YOUR OBJECTIVE:
Set each line of the records down again exactly, please.

PROVIDED RECORDS:

//! Report rendering.

pub mod generator;

pub use generator::{
    generate_json_report, generate_markdown_report, report_list_line, write_report,
    RenderOptions, ReportView,
};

RESULT FOR THIS EXERCISE:
//! Report rendering.

pub mod generator;

pub use generator::{
    generate_json_report, generate_markdown_report, report_list_line, write_report,
    RenderOptions, ReportView,
};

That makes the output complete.